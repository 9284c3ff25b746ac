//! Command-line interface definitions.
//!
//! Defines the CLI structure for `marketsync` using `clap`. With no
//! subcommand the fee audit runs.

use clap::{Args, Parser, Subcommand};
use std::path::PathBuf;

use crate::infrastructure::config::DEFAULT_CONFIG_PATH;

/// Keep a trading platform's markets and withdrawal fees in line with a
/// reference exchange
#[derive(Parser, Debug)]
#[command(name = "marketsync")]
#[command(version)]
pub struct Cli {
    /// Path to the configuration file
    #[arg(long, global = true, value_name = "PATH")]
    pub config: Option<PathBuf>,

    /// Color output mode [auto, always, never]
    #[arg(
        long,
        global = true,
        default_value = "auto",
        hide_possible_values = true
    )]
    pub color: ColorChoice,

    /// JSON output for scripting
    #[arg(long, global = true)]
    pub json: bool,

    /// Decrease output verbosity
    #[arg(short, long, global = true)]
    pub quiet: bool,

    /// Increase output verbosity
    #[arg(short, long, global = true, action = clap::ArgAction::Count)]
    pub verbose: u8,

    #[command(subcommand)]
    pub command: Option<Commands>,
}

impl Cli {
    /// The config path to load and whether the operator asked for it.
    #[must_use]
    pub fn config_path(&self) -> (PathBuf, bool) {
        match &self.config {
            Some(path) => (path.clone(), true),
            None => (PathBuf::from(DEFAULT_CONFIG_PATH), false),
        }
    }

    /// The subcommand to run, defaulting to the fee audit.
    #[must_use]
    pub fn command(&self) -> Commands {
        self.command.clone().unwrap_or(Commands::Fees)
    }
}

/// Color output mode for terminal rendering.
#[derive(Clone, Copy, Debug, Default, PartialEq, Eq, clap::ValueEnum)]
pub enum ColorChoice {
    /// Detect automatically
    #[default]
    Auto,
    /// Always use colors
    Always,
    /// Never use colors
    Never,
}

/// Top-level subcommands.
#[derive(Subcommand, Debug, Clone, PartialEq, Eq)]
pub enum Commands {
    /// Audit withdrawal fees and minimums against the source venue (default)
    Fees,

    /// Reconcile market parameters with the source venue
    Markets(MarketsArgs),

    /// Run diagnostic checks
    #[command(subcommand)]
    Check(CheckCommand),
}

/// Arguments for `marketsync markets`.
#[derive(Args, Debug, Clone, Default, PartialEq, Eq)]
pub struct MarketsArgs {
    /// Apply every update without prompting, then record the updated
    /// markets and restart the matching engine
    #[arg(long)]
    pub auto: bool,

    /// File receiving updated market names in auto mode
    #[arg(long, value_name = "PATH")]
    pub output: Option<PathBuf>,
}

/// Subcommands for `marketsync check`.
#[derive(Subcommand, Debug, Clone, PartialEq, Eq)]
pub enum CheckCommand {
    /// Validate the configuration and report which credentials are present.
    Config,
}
◆ ◆ ◆ ◆ ◆ ◆ ◆
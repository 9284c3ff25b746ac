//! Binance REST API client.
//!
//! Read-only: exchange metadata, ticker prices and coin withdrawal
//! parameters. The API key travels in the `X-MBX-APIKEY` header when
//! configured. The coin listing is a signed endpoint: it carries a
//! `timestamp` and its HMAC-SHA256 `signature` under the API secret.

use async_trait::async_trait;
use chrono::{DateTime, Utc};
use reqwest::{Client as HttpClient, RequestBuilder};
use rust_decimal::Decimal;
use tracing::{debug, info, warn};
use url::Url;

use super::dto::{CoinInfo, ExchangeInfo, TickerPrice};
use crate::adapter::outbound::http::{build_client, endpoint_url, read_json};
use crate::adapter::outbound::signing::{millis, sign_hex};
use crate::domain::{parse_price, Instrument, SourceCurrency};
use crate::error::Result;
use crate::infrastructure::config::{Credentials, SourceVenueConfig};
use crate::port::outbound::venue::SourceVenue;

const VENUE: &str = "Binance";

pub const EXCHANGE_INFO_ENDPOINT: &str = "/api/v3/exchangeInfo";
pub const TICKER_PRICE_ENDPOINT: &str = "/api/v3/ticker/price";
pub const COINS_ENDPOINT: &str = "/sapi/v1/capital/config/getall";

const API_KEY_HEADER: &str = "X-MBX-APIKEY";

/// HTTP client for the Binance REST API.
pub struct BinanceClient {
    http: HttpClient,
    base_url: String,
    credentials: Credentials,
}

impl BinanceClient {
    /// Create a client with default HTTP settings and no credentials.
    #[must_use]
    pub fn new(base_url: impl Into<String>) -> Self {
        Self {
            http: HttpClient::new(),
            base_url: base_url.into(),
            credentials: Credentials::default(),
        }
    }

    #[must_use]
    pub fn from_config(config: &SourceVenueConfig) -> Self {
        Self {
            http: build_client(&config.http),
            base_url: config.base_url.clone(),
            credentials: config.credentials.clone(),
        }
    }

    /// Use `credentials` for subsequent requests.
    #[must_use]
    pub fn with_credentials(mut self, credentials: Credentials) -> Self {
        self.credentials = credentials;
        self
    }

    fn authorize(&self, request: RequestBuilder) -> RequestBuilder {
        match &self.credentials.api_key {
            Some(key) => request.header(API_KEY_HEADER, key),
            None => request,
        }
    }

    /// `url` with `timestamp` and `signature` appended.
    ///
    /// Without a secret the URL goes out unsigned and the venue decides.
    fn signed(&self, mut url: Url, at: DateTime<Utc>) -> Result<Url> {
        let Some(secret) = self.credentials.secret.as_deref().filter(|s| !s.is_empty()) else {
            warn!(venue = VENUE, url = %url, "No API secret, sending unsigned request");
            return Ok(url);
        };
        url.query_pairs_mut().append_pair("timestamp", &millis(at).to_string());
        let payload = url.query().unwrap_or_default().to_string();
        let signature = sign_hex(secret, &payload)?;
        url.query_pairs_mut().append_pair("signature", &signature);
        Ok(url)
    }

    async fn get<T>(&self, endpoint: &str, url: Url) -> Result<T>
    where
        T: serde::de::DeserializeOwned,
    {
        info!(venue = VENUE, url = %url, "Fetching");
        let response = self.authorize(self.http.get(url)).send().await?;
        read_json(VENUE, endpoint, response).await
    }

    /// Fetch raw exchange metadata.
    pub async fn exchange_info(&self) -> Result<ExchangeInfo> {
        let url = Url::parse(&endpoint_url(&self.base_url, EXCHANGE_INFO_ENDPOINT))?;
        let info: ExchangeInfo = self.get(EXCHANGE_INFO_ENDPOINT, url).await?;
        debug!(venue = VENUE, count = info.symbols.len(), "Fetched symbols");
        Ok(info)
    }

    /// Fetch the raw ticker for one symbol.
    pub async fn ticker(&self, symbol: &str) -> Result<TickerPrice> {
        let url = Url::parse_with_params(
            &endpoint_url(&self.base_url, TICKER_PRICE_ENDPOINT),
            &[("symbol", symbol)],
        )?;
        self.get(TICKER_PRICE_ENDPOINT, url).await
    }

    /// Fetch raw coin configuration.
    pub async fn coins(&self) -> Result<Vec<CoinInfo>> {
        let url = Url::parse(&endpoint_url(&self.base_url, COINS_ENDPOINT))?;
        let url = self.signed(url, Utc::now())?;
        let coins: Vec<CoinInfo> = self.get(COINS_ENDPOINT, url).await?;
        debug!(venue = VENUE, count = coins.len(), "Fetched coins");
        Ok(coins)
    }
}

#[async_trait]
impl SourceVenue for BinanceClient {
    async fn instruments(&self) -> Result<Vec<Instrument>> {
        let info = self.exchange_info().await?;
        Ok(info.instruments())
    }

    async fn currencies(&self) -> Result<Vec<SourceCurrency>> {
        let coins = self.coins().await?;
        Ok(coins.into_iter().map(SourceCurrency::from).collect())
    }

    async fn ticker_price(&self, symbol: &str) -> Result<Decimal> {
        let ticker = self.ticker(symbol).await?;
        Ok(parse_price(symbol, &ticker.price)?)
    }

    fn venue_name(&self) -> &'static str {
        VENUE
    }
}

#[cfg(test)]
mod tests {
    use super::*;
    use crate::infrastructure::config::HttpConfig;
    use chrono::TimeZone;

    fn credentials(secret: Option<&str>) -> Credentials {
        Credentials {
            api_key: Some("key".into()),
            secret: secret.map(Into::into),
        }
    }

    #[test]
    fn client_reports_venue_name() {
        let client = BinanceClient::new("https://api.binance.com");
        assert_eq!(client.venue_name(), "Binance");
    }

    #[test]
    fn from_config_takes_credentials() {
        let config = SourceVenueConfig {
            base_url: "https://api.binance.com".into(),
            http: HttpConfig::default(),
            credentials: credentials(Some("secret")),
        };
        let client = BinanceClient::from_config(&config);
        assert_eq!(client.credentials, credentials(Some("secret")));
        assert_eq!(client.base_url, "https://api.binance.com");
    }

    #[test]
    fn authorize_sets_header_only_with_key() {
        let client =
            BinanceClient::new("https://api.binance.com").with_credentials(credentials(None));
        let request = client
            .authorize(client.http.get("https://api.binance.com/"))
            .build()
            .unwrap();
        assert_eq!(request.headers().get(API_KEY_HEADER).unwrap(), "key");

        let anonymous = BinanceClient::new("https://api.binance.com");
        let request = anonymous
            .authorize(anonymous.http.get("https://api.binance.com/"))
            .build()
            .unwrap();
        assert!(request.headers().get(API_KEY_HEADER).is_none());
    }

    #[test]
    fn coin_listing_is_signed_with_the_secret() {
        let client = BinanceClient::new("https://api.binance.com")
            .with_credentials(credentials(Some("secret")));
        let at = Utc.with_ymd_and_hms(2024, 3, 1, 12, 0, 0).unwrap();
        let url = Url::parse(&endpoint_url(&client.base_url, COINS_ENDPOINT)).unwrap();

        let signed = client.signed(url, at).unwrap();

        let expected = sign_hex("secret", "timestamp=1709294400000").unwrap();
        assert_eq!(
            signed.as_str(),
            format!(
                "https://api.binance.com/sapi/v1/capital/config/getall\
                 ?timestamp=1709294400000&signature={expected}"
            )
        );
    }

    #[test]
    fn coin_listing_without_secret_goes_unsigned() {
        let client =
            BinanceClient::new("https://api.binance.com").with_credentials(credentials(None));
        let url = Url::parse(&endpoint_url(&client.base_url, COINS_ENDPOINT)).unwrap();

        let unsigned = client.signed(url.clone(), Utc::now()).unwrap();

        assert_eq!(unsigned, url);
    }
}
◆ ◆ ◆ ◆ ◆ ◆ ◆
DESCRIPTION OF THE TASK:
Would you print, exactly as written, every line above from the one holding "fn authorize(&self, request: RequestBuilder)" through the one holding "for one symbol.", with both included and no other lines?

SOLUTION TO THE EXERCISE:
    fn authorize(&self, request: RequestBuilder) -> RequestBuilder {
        match &self.credentials.api_key {
            Some(key) => request.header(API_KEY_HEADER, key),
            None => request,
        }
    }

    /// `url` with `timestamp` and `signature` appended.
    ///
    /// Without a secret the URL goes out unsigned and the venue decides.
    fn signed(&self, mut url: Url, at: DateTime<Utc>) -> Result<Url> {
        let Some(secret) = self.credentials.secret.as_deref().filter(|s| !s.is_empty()) else {
            warn!(venue = VENUE, url = %url, "No API secret, sending unsigned request");
            return Ok(url);
        };
        url.query_pairs_mut().append_pair("timestamp", &millis(at).to_string());
        let payload = url.query().unwrap_or_default().to_string();
        let signature = sign_hex(secret, &payload)?;
        url.query_pairs_mut().append_pair("signature", &signature);
        Ok(url)
    }

    async fn get<T>(&self, endpoint: &str, url: Url) -> Result<T>
    where
        T: serde::de::DeserializeOwned,
    {
        info!(venue = VENUE, url = %url, "Fetching");
        let response = self.authorize(self.http.get(url)).send().await?;
        read_json(VENUE, endpoint, response).await
    }

    /// Fetch raw exchange metadata.
    pub async fn exchange_info(&self) -> Result<ExchangeInfo> {
        let url = Url::parse(&endpoint_url(&self.base_url, EXCHANGE_INFO_ENDPOINT))?;
        let info: ExchangeInfo = self.get(EXCHANGE_INFO_ENDPOINT, url).await?;
        debug!(venue = VENUE, count = info.symbols.len(), "Fetched symbols");
        Ok(info)
    }

    /// Fetch the raw ticker for one symbol.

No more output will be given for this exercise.